Big Data Flashcards
What is AWS?
A secure cloud services platform that provides compute power, database storage, content delivery or other functionality. AWS has the services to help you build sophisticated applications with increased flexibility, scalability and reliability.
What is the cloud/cloud computing?
The cloud is a network of servers, and each server has a different function. Some servers use computing power to run applications or “deliver a service.” Some servers provide an online service, like Adobe Creative Cloud, and others allow you to store and access data, like Instagram or Dropbox.
Any time you store information without using up your phone’s internal data, you’re storing information on the cloud.
Why use the cloud?
Where in the past, people would run applications or programs from software downloaded on a physical computer or server in their building, cloud computing allows people access the same kinds of applications through the Internet.
Working on the cloud allows your company to be nimble, efficient and cost-effective. If your company quickly needs access to more resources, it can scale quickly in the cloud. Conversely, if it needs to downscale or reduce resources, it can do so just as easily. Because of this scalability, the cloud’s elasticity is often compared to that of a rubber band.
What is a server?
A computer program or a device that provides functionality for other programs or devices, called “clients”. This architecture is called the client–server model, and a single overall computation is distributed across multiple processes or devices. Servers can provide various functionalities, often called “services”, such as sharing data or resources among multiple clients, or performing computation for a client.
Client–server systems are today most frequently implemented by (and often identified with) the request–response model: a client sends a request to the server, which performs some action and sends a response back to the client, typically with a result or acknowledgement.
Typical servers are database servers, file servers, mail servers, print servers, web servers, game servers, and application servers.[2]
What is Hadoop?
Hadoop is an open-source software framework for storing data and running applications on clusters of commodity hardware. It provides massive storage for any kind of data, enormous processing power and the ability to handle virtually limitless concurrent tasks or jobs.
What is SaaS?
Software as a service (SaaS) is a software distribution model in which a third-party provider hosts applications and makes them available to customers over the Internet. SaaS is one of three main categories of cloud computing, alongside infrastructure as a service (IaaS) and platform as a service (PaaS)
What is Redshift?
Amazon Redshift is a fast, fully managed, petabyte-scale data warehouse that makes it simple and cost-effective to analyze all your data using your existing business intelligence tools.
What is S3?
Amazon Simple Storage Service is storage for the Internet. It is designed to make web-scale computing easier for developers.
Amazon S3 has a simple web services interface that you can use to store and retrieve any amount of data, at any time, from anywhere on the web. It gives any developer access to the same highly scalable, reliable, fast, inexpensive data storage infrastructure that Amazon uses to run its own global network of web sites. The service aims to maximize benefits of scale and to pass those benefits on to developers.
What is a distributed system?
Computation occurs on multiple networked computers that communicate and coordinate their actions by passing messages
What is a low latency system?
“Low-latency systems” are those for which latency is the main measure of success and is usually the toughest constraint to design around.

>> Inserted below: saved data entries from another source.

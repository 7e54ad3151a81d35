//! JSON analysis configuration.
//!
//! Every section and field is optional; missing values take the library
//! defaults.
//!
//! ```json
//! {
//!   "clustering": { "high_threshold": 25, "low_threshold": 8, "max_seeds": 10,
//!                   "symmetric": false, "symmetric_width": 1 },
//!   "common_mode": { "enabled": true, "policy": "adaptive", "signal_cut": 50, "band": 10 },
//!   "calibration": { "format": "auto" },
//!   "detector": { "strip_pitch_mm": 0.15 },
//!   "stream": { "bind_address": "127.0.0.1", "port": 8890, "read_timeout_ms": 200 }
//! }
//! ```

use crate::calibration::CalibrationFormat;
use crate::udp::UdpConfig;
use crate::{Error, Result};
use serde::Deserialize;
use std::fs::File;
use std::io::BufReader;
use std::path::Path;
use std::time::Duration;
use stripix_core::{ClusteringConfig, CommonModeConfig, CommonModePolicy};

/// Default strip pitch in millimetres.
pub const DEFAULT_STRIP_PITCH_MM: f64 = 0.15;

/// Settings for a decoding and clustering run.
#[derive(Debug, Clone, PartialEq)]
pub struct AnalysisConfig {
    /// Clustering and common-mode settings.
    pub clustering: ClusteringConfig,
    /// Calibration file encoding.
    pub calibration_format: CalibrationFormat,
    /// Distance between strip centres, for cluster positions.
    pub strip_pitch_mm: f64,
    /// Live stream receiver settings.
    pub stream: UdpConfig,
}

impl Default for AnalysisConfig {
    fn default() -> Self {
        Self {
            clustering: ClusteringConfig::default(),
            calibration_format: CalibrationFormat::default(),
            strip_pitch_mm: DEFAULT_STRIP_PITCH_MM,
            stream: UdpConfig::default(),
        }
    }
}

#[derive(Deserialize, Default)]
#[serde(default)]
struct JsonConfig {
    clustering: JsonClustering,
    common_mode: JsonCommonMode,
    calibration: JsonCalibration,
    detector: JsonDetector,
    stream: JsonStream,
}

#[derive(Deserialize)]
#[serde(default)]
struct JsonClustering {
    high_threshold: f64,
    low_threshold: f64,
    max_seeds: usize,
    symmetric: bool,
    symmetric_width: usize,
}

impl Default for JsonClustering {
    fn default() -> Self {
        let defaults = ClusteringConfig::default();
        Self {
            high_threshold: defaults.high_threshold,
            low_threshold: defaults.low_threshold,
            max_seeds: defaults.max_seeds,
            symmetric: defaults.symmetric,
            symmetric_width: defaults.symmetric_width,
        }
    }
}

#[derive(Deserialize)]
#[serde(default)]
struct JsonCommonMode {
    enabled: bool,
    policy: CommonModePolicy,
    signal_cut: f64,
    band: f64,
}

impl Default for JsonCommonMode {
    fn default() -> Self {
        let defaults = CommonModeConfig::default();
        Self {
            enabled: true,
            policy: defaults.policy,
            signal_cut: defaults.signal_cut,
            band: defaults.band,
        }
    }
}

#[derive(Deserialize, Default)]
#[serde(default)]
struct JsonCalibration {
    format: CalibrationFormat,
}

#[derive(Deserialize)]
#[serde(default)]
struct JsonDetector {
    strip_pitch_mm: f64,
}

impl Default for JsonDetector {
    fn default() -> Self {
        Self {
            strip_pitch_mm: DEFAULT_STRIP_PITCH_MM,
        }
    }
}

#[derive(Deserialize)]
#[serde(default)]
struct JsonStream {
    bind_address: String,
    port: u16,
    read_timeout_ms: u64,
    buffer_size: usize,
}

impl Default for JsonStream {
    fn default() -> Self {
        let defaults = UdpConfig::default();
        Self {
            bind_address: defaults.bind_address,
            port: defaults.port,
            read_timeout_ms: u64::try_from(defaults.read_timeout.as_millis()).unwrap_or(u64::MAX),
            buffer_size: defaults.buffer_size,
        }
    }
}

impl AnalysisConfig {
    /// Loads a configuration from a JSON file.
    ///
    /// # Errors
    /// Returns an error if the file cannot be read, is not valid JSON, or
    /// holds invalid settings.
    pub fn from_file<P: AsRef<Path>>(path: P) -> Result<Self> {
        let file = File::open(path)?;
        let reader = BufReader::new(file);
        let json_config: JsonConfig = serde_json::from_reader(reader)?;
        Self::from_json_config(json_config)
    }

    /// Loads a configuration from a JSON string.
    ///
    /// # Errors
    /// Returns an error if the text is not valid JSON or holds invalid
    /// settings.
    pub fn from_json(json: &str) -> Result<Self> {
        let json_config: JsonConfig = serde_json::from_str(json)?;
        Self::from_json_config(json_config)
    }

    fn from_json_config(config: JsonConfig) -> Result<Self> {
        let common_mode = config.common_mode.enabled.then(|| {
            CommonModeConfig::new(config.common_mode.policy)
                .with_signal_cut(config.common_mode.signal_cut)
                .with_band(config.common_mode.band)
        });

        let clustering = ClusteringConfig {
            high_threshold: config.clustering.high_threshold,
            low_threshold: config.clustering.low_threshold,
            common_mode,
            max_seeds: config.clustering.max_seeds,
            symmetric: config.clustering.symmetric,
            symmetric_width: config.clustering.symmetric_width,
        };

        let stream = UdpConfig::new(config.stream.bind_address, config.stream.port)
            .with_read_timeout(Duration::from_millis(config.stream.read_timeout_ms))
            .with_buffer_size(config.stream.buffer_size);

        let analysis = Self {
            clustering,
            calibration_format: config.calibration.format,
            strip_pitch_mm: config.detector.strip_pitch_mm,
            stream,
        };
        analysis.validate()?;
        Ok(analysis)
    }

    /// Checks every section.
    ///
    /// # Errors
    /// Returns an error describing the first invalid setting.
    pub fn validate(&self) -> Result<()> {
        self.clustering.validate()?;
        if self.strip_pitch_mm.is_nan() || self.strip_pitch_mm <= 0.0 {
            return Err(Error::Config(format!(
                "strip pitch must be positive, got {}",
                self.strip_pitch_mm
            )));
        }
        self.stream.validate()
    }
}

#[cfg(test)]
mod tests {
    use super::*;

    #[test]
    fn test_empty_json_gives_defaults() {
        let config = AnalysisConfig::from_json("{}").unwrap();
        assert_eq!(config, AnalysisConfig::default());
    }

    #[test]
    fn test_json_loading() {
        let json = r#"{
            "clustering": { "high_threshold": 30, "low_threshold": 6, "symmetric": true, "symmetric_width": 2 },
            "common_mode": { "policy": "guided", "band": 12.5 },
            "calibration": { "format": "keyed" },
            "stream": { "port": 9000, "read_timeout_ms": 50 }
        }"#;
        let config = AnalysisConfig::from_json(json).unwrap();

        assert!((config.clustering.high_threshold - 30.0).abs() < f64::EPSILON);
        assert!(config.clustering.symmetric);
        assert_eq!(config.clustering.symmetric_width, 2);
        assert_eq!(config.clustering.max_seeds, 10);
        let cm = config.clustering.common_mode.unwrap();
        assert_eq!(cm.policy, CommonModePolicy::Guided);
        assert!((cm.band - 12.5).abs() < f64::EPSILON);
        assert!((cm.signal_cut - 50.0).abs() < f64::EPSILON);
        assert_eq!(config.calibration_format, CalibrationFormat::Keyed);
        assert_eq!(config.stream.port, 9000);
        assert_eq!(config.stream.read_timeout, Duration::from_millis(50));
    }

    #[test]
    fn test_common_mode_disabled() {
        let config = AnalysisConfig::from_json(r#"{"common_mode": {"enabled": false}}"#).unwrap();
        assert!(config.clustering.common_mode.is_none());
    }

    #[test]
    fn test_invalid_thresholds_rejected() {
        let json = r#"{"clustering": {"high_threshold": 5, "low_threshold": 8}}"#;
        assert!(matches!(
            AnalysisConfig::from_json(json),
            Err(Error::CoreError(_))
        ));
    }

    #[test]
    fn test_unknown_policy_rejected() {
        let json = r#"{"common_mode": {"policy": "median"}}"#;
        assert!(matches!(AnalysisConfig::from_json(json), Err(Error::Json(_))));
    }
}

What is service-oriented architecture?
A service-oriented architecture (SOA) is a style of software design where services are provided to the other components by application components, through a communication protocol over a network.
Service-oriented architecture is less about how to modularize an application, and more about how to compose an application by integration of distributed, separately-maintained and deployed software components. It is enabled by technologies and standards that make it easier for components to communicate and cooperate over a network, especially an IP network.
What is big data?
Extremely large data sets that may be analyzed computationally to reveal patterns, trends, and associations, especially relating to human behavior and interactions.
What is a data warehouse?
A large store of data accumulated from a wide range of sources within a company and used to guide management decisions.